As I ponder how to prepare for my interview, I think about the admissions process. By no means would I consider it fun, however on its own, its a bit life changing - even with the acceptances and dings. I am not the same person I was when I first started writing business school admission essays three months ago. Each question from each school has given me new perspective on how to approach the next essay as well as a new perspective on myself. When I hear about the adcom reading essays that have the wrong school name, I wonder how these applicants did it. No two essays of mine are alike and although they may share some of the same ideas, they were each written from scratch and tailored to the specific school to which I applied. Please don't miss interpret this, at times, short paragraphs referring to my background could be copied and pasted. I wrote essays based on deadlines, but in a way, that order actually help me. Kellogg was a good start because with a defined page length instead of word limit, I cultivated more ideas (of course, in retrospect, I could have been more concise). The next essays I tackled as one set instead of two, alternating days between the two schools - Virginia and Michigan. There was almost no question overlap and minimal idea overlap, but working on the essays concurrently kept me interested and created a solid picture for each school. Plus, I finally understood the word limit issue. Finally, I tackled my Georgetown essays, which proved to be quite difficult initially. After being used to a 300-500 word limit per essay, 750 words seemed like an eternity. What more did I want to say without simply adding filler words and BS? Somehow, I figured it out. This set of essays is where I think I discovered my idea and definition of Leadership. Not to mention, they ask you to specifically define it in your own words. It look me a lot of hours to fully wrap my head around the concept, the story, and the articulation, but after writing this set of essays, I feel I am a better candidate and can hopefully articulate it in my next interview.

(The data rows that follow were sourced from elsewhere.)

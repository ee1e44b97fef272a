//! IEEE754 single-precision (binary32) bit patterns, and their *exact* decimal values.
//!
//! A binary32 number is 32 bits, split into three fields, from most to least significant:
//!
//! ```text
//!   s eeeeeeee fffffffffffffffffffffff
//!   ^ ^^^^^^^^ ^^^^^^^^^^^^^^^^^^^^^^^
//!   | exponent fraction (23 bits)
//!   | (8 bits, biased by 127)
//!   sign (1 bit)
//! ```
//!
//! According to the exponent field `e`, the pattern is
//!
//!   - `e = 0`, `f = 0`: a zero (+0 or -0, according to the sign);
//!   - `e = 0`, `f ≠ 0`: a **subnormal**, `±0.fff… × 2^-126` (no hidden bit);
//!   - `0 < e < 255`: a **normal** number, `±1.fff… × 2^(e - 127)` (hidden bit of 1);
//!   - `e = 255`, `f = 0`: an infinity;
//!   - `e = 255`, `f ≠ 0`: a NaN.
//!
//! Every finite binary32 value is a dyadic rational, `m × 2^k` for integers `m` and `k`, and so
//! has a *terminating* decimal expansion: since `2^-k = 5^k / 10^k`, the exact decimal value of
//! `m × 2^-k` is `(m × 5^k) × 10^-k`. This is what [`F32Bits::exact_decimal`] computes; no
//! rounding is involved at any point. The reverse direction, from an arbitrary exact value to
//! the nearest binary32, does round, always to nearest with ties to even, as IEEE754 mandates
//! ([`RoundFrom`]).
//!
//! Some notation used in the comments:
//!
//!   - **Significand**: the fraction field with the hidden bit prepended, i.e. `1fff…` for
//!     normals and `0fff…` for subnormals, as a 24-bit integer.
//!   - **Bit 0, bit 1, .. bit 31**: in *strings*, numbered left to right (bit 0 is the sign). In
//!     integers, numbered least significant to most significant as usual.

use crate::{Decimal, Error};

/// The raw bits of an IEEE754 binary32 (`f32`) number.
///
/// Unlike `f32` itself, equality and hashing are by bit pattern: `+0` and `-0` are different,
/// and a NaN is equal to itself.
///
/// ```
/// # use fp_precision::F32Bits;
/// let one: F32Bits = "00111111100000000000000000000000".parse()?;
/// assert_eq!(one, F32Bits::from(1.0_f32));
/// assert_eq!(one.exact_decimal()?.to_string(), "1");
/// # Ok::<(), fp_precision::Error>(())
/// ```
#[derive(Clone, Copy)]
#[derive(Eq, PartialEq, Hash)]
pub struct F32Bits(u32);

/// The exact decimal value encoded by a 32-character string of `'0'`s and `'1'`s (sign bit
/// first), if it is a normalised binary32 number.
///
/// ```
/// # use fp_precision::exact_decimal_from_bits;
/// assert_eq!(exact_decimal_from_bits("11000000000000000000000000000000")?.to_string(), "-2");
/// assert_eq!(
///   exact_decimal_from_bits("00111101110011001100110011001101")?.to_string(),
///   "0.100000001490116119384765625",
/// );
/// # Ok::<(), fp_precision::Error>(())
/// ```
///
/// Fails with [`Error::MalformedBitString`] if `bits` is not exactly 32 `'0'`/`'1'` characters,
/// and with [`Error::UnsupportedSubnormal`] for subnormals, zeros, infinities and NaNs.
pub fn exact_decimal_from_bits(bits: &str) -> Result<Decimal, Error> {
  F32Bits::from_bit_str(bits)?.exact_decimal()
}

/// Constants, fields, classification
mod basics;

/// Parsing from bit strings
mod parse;

/// Formatting
mod fmt;

/// Exact decimal and rational values
mod exact;

/// Rounding conversions (`RoundFrom`, `RoundInto`)
pub(crate) mod convert;

/// Rounding exact values to the nearest binary32
mod encode;

pub use convert::{RoundFrom, RoundInto};

#[cfg(test)]
mod tests {
  use super::*;

  #[test]
  fn known_values() {
    assert_eq!(exact_decimal_from_bits("00111111100000000000000000000000"), Ok(Decimal::ONE));
    assert_eq!(exact_decimal_from_bits("11000000000000000000000000000000"), Ok(Decimal::from(-2)));
    assert_eq!(
      exact_decimal_from_bits("01000000010010010000111111011011").map(|x| x.to_string()),
      Ok("3.1415927410125732421875".into()),
    );
    assert_eq!(
      exact_decimal_from_bits("00111110101010101010101010101011").map(|x| x.to_string()),
      Ok("0.3333333432674407958984375".into()),
    );
  }

  #[test]
  fn boundaries() {
    use crate::error::BitStringDefect;
    assert_eq!(
      exact_decimal_from_bits("01"),
      Err(Error::MalformedBitString(BitStringDefect::Length(2))),
    );
    assert_eq!(
      exact_decimal_from_bits("00000000100000000000000000000001"),
      Ok("1.175494490952133940450443629595204006810278684798281709160328881985245648433835441437622648663818836212158203125E-38".parse().unwrap()),
    );
    assert_eq!(
      exact_decimal_from_bits("00000000000000000000000000000001"),
      Err(Error::UnsupportedSubnormal { category: core::num::FpCategory::Subnormal }),
    );
    assert_eq!(
      exact_decimal_from_bits("10000000000000000000000000000000"),
      Err(Error::UnsupportedSubnormal { category: core::num::FpCategory::Zero }),
    );
  }
}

The interviews I have had to date have been...interesting. I felt that I was under prepared for the first interview, but particularly because I did not analyze the Georgetown questions as I should have. Additionally, I didn't write my essays for those questions until 2 months after my interview. The thoughts were better constructed by then. My Kellogg interview with a local alum was more interview and less conversation than I anticipated. A slight miscommunication had me thinking we were meeting for brunch, when in fact, it was simply an interview at a restaurant at brunch time. Overall, the interview had flow and I was more confident when he related his experience to my own. Next up is Virginia. This will be the first campus I visit. At times, I see people attending sessions and campuses a year or two before they intend to apply. In some ways, I envy them and contemplate what I would change about my personal process, but then reality hits, I DO NOT want to do this again next year. The sole action I would change through the entire process is I would have visited campuses. Although I have the funds, the time was not there by the time I narrowed the schools and realized the Round 1 deadlines.
ClearAdmit Wiki has some good comments on interviews. For the most part, I don't feel interview preparation is anything more than knowing your personal story, preparing for the generic questions, and knowing the school. And as a wise adcom rep once told me, remember, it's ok to pause (and in that pause, have silence).
Upcoming decision deadlines:
Kellogg - January 7th
Ross - January 15th
Georgetown - January 25th
Virginia - February 1st
LBS - January 4th
Also, one last end note - because this is primarily a personal blog, you will see posts about all sorts of subjects, I apologize in advance to those who primarily want MBA applicant information.